Que dire alors lorsqu’autrui nous fait des confidences personnelles sur sa vie intime ! Pour l’essentiel, nous ne pouvons que « croire » à son « témoignage », à la « révélation » qu’il nous offre de lui-même et que nous sommes incapables de parfaitement contrôler de l’extérieur. Toute communication authentiquement humaine est ainsi transrationnelle, c’est-à-dire échappe à une vérification extérieure exhaustive. Nous devons « croire » au « témoignage » de l’autre. Et généralement, nous n’avons qu’à nous en féliciter. À quel misérable savoir des autres et du monde serions-nous en effet réduits si nous devions nous limiter aux seules connaissances que nous pouvons circonscrire par nos ressources propres !
Cependant, cette confiance faite à autrui ne doit pas être aveugle et, si nous avons des raisons de penser que l’autre pourrait se tromper ou nous tromper, il faut entreprendre les quelques vérifications qui nous sont accessibles du dehors en procédant à certains recoupements avec d’autres sources d’information.

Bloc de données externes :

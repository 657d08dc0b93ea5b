//! Token type lookup.
//!
//! Every text search parser reports the token types it produces as a table of
//! `(id, alias)` pairs. Mapping commands name token types by alias; this module
//! turns those names into ids.

use std::collections::HashMap;

use crate::error::{CatalogError, ObjectKind, Result};
use crate::{ObjectId, TokenTypeId};

/// Id of the built-in default parser.
pub const DEFAULT_PARSER_ID: ObjectId = 3722;

const DEFAULT_PARSER_TOKEN_TYPES: &[(TokenTypeId, &str, &str)] = &[
    (1, "asciiword", "Word, all ASCII"),
    (2, "word", "Word, all letters"),
    (3, "numword", "Word, letters and digits"),
    (4, "asciihword", "Hyphenated word, all ASCII"),
    (5, "hword", "Hyphenated word, all letters"),
    (6, "numhword", "Hyphenated word, letters and digits"),
    (7, "hword_asciipart", "Hyphenated word part, all ASCII"),
    (8, "hword_part", "Hyphenated word part, all letters"),
    (9, "hword_numpart", "Hyphenated word part, letters and digits"),
    (10, "email", "Email address"),
    (11, "protocol", "Protocol head"),
    (12, "url", "URL"),
    (13, "host", "Host"),
    (14, "url_path", "URL path"),
    (15, "file", "File or path name"),
    (16, "sfloat", "Scientific notation"),
    (17, "float", "Decimal notation"),
    (18, "int", "Signed integer"),
    (19, "uint", "Unsigned integer"),
    (20, "version", "Version number"),
    (21, "tag", "XML tag"),
    (22, "entity", "XML entity"),
    (23, "blank", "Space symbols"),
];

/// A token type reported by a parser.
#[derive(Debug, Clone, PartialEq, Eq)]
pub struct TokenCategory {
    pub id: TokenTypeId,
    pub alias: String,
    pub description: String,
}

impl TokenCategory {
    pub fn new(id: TokenTypeId, alias: impl Into<String>, description: impl Into<String>) -> Self {
        Self {
            id,
            alias: alias.into(),
            description: description.into(),
        }
    }
}

/// The token types of the default parser, in id order.
pub fn default_parser_categories() -> Vec<TokenCategory> {
    DEFAULT_PARSER_TOKEN_TYPES
        .iter()
        .map(|(id, alias, description)| TokenCategory::new(*id, *alias, *description))
        .collect()
}

/// Source of per-parser token type tables.
pub trait LexicalCategoryProvider {
    /// Returns the token type table of `parser_id`.
    ///
    /// A category with id `0` terminates the table; anything after it is
    /// ignored.
    ///
    /// # Errors
    ///
    /// Returns `CatalogError::NotFound` if the parser does not report token
    /// types.
    fn categories_for(&self, parser_id: ObjectId) -> Result<Vec<TokenCategory>>;
}

/// In-memory token type tables keyed by parser id.
#[derive(Debug, Clone, Default)]
pub struct StaticCategoryProvider {
    tables: HashMap<ObjectId, Vec<TokenCategory>>,
}

impl StaticCategoryProvider {
    pub fn new() -> Self {
        Self::default()
    }

    /// A provider that knows only the default parser.
    pub fn with_default_parser() -> Self {
        let mut provider = Self::new();
        provider.register(DEFAULT_PARSER_ID, default_parser_categories());
        provider
    }

    /// Installs (or replaces) the table for `parser_id`.
    pub fn register(&mut self, parser_id: ObjectId, categories: Vec<TokenCategory>) {
        self.tables.insert(parser_id, categories);
    }
}

impl LexicalCategoryProvider for StaticCategoryProvider {
    fn categories_for(&self, parser_id: ObjectId) -> Result<Vec<TokenCategory>> {
        self.tables
            .get(&parser_id)
            .cloned()
            .ok_or_else(|| CatalogError::not_found(ObjectKind::Parser, parser_id.to_string()))
    }
}

impl<P: LexicalCategoryProvider + ?Sized> LexicalCategoryProvider for &P {
    fn categories_for(&self, parser_id: ObjectId) -> Result<Vec<TokenCategory>> {
        (**self).categories_for(parser_id)
    }
}

/// Resolves token type names through a [`LexicalCategoryProvider`].
///
/// Tables are fetched on every call; nothing is cached between calls.
pub struct TokenTypeResolver<'p, P: ?Sized> {
    provider: &'p P,
    case_insensitive: bool,
}

impl<'p, P: LexicalCategoryProvider + ?Sized> TokenTypeResolver<'p, P> {
    /// Creates a resolver that matches aliases exactly.
    pub fn new(provider: &'p P) -> Self {
        Self {
            provider,
            case_insensitive: false,
        }
    }

    /// Matches aliases ignoring ASCII case instead.
    pub fn case_insensitive(mut self, enabled: bool) -> Self {
        self.case_insensitive = enabled;
        self
    }

    fn matches(&self, alias: &str, name: &str) -> bool {
        if self.case_insensitive {
            alias.eq_ignore_ascii_case(name)
        } else {
            alias == name
        }
    }

    /// Resolves `names` to ids, preserving input order.
    ///
    /// An empty `names` returns an empty result without asking the provider.
    ///
    /// # Errors
    ///
    /// Returns `CatalogError::NotFound` naming the first unknown token type, or
    /// the provider's error when the parser has no token type table.
    pub fn resolve<S: AsRef<str>>(&self, parser_id: ObjectId, names: &[S]) -> Result<Vec<TokenTypeId>> {
        if names.is_empty() {
            return Ok(Vec::new());
        }

        let table = self.provider.categories_for(parser_id)?;
        names
            .iter()
            .map(|name| {
                let name = name.as_ref();
                table
                    .iter()
                    .take_while(|category| category.id != 0)
                    .find(|category| self.matches(&category.alias, name))
                    .map(|category| category.id)
                    .ok_or_else(|| CatalogError::not_found(ObjectKind::TokenType, name))
            })
            .collect()
    }
}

Ainsi toute « révélation » interpersonnelle appelle une attitude de « foi » transrationnelle en un « témoignage ». Mais, en même temps, pour être digne de notre raison, cette « confiance » doit être éclairée et donc raisonnable.
Parole de Dieu, révélation et foi
Comment n’en irait-il pas de même sur le plan de la foi religieuse ? Certains esprits s’étonnent de ce qu’un acte de foi soit requis en une matière qui intéresse vitalement la destinée de l’homme et du monde. Or, justement, seul ce qui est existentiellement insignifiant est parfaitement vérifiable par la raison (tels un constat physique élémentaire ou une proposition mathématique). Dès que nous entrons dans le domaine hautement signifiant de la communication entre les personnes, une certaine confiance en la parole révélatrice de l’autre doit entrer en jeu si nous voulons accéder à ce type d’information. Que dire alors si c’est Dieu qui parle ! Si la parole qui témoigne de soi dans l’histoire n’est pas seulement celle d’un homme, mais la parole de la Personne absolue, infiniment plus insondable encore qu’une personne humaine, comment s’étonner qu’il faille « croire » pour recueillir ce « témoignage » incomparable et enrichir son intelligence de cette « vérité révélée » ?
Si la religion a du sens, elle ne peut s’appuyer que sur une foi transrationnelle. Cependant, la foi en une révélation religieuse doit en même temps être éclairée et raisonnable. Certes, si Dieu existe et nous « parle » dans l’histoire, Il ne saurait ni se tromper ni nous tromper, sans quoi Il ne serait pas vraiment Dieu. Seulement, Dieu ne nous « parle » pas immédiatement et son existence même n’est pas d’emblée évidente. Ce sont des signes complexes qui nous convainquent de son existence et ce sont des témoignages humains très élaborés (l’Église, la Tradition, l’Écriture, etc.) qui prétendent qu’Il nous parle dans l’histoire. Pour être digne de l’intelligence humaine, tout cela demande des vérifications chaque fois que c’est possible. Nous ne pouvons certes pas contrôler de l’intérieur la Parole de Dieu, mais nous devons avoir des raisons de penser que, dans tel événement (l’élection d’Israël, la vie de Jésus, etc.), Dieu nous a communiqué le mystère de sa vie la plus intime. Nous en revenons donc à cette conclusion qui résume notre propos : transrationnelle par nature, la foi religieuse, pour être digne du sujet autant que de son objet, doit conjointement être raisonnable.
Ce texte a été publié dans la revue Pastoralia de janvier 2013.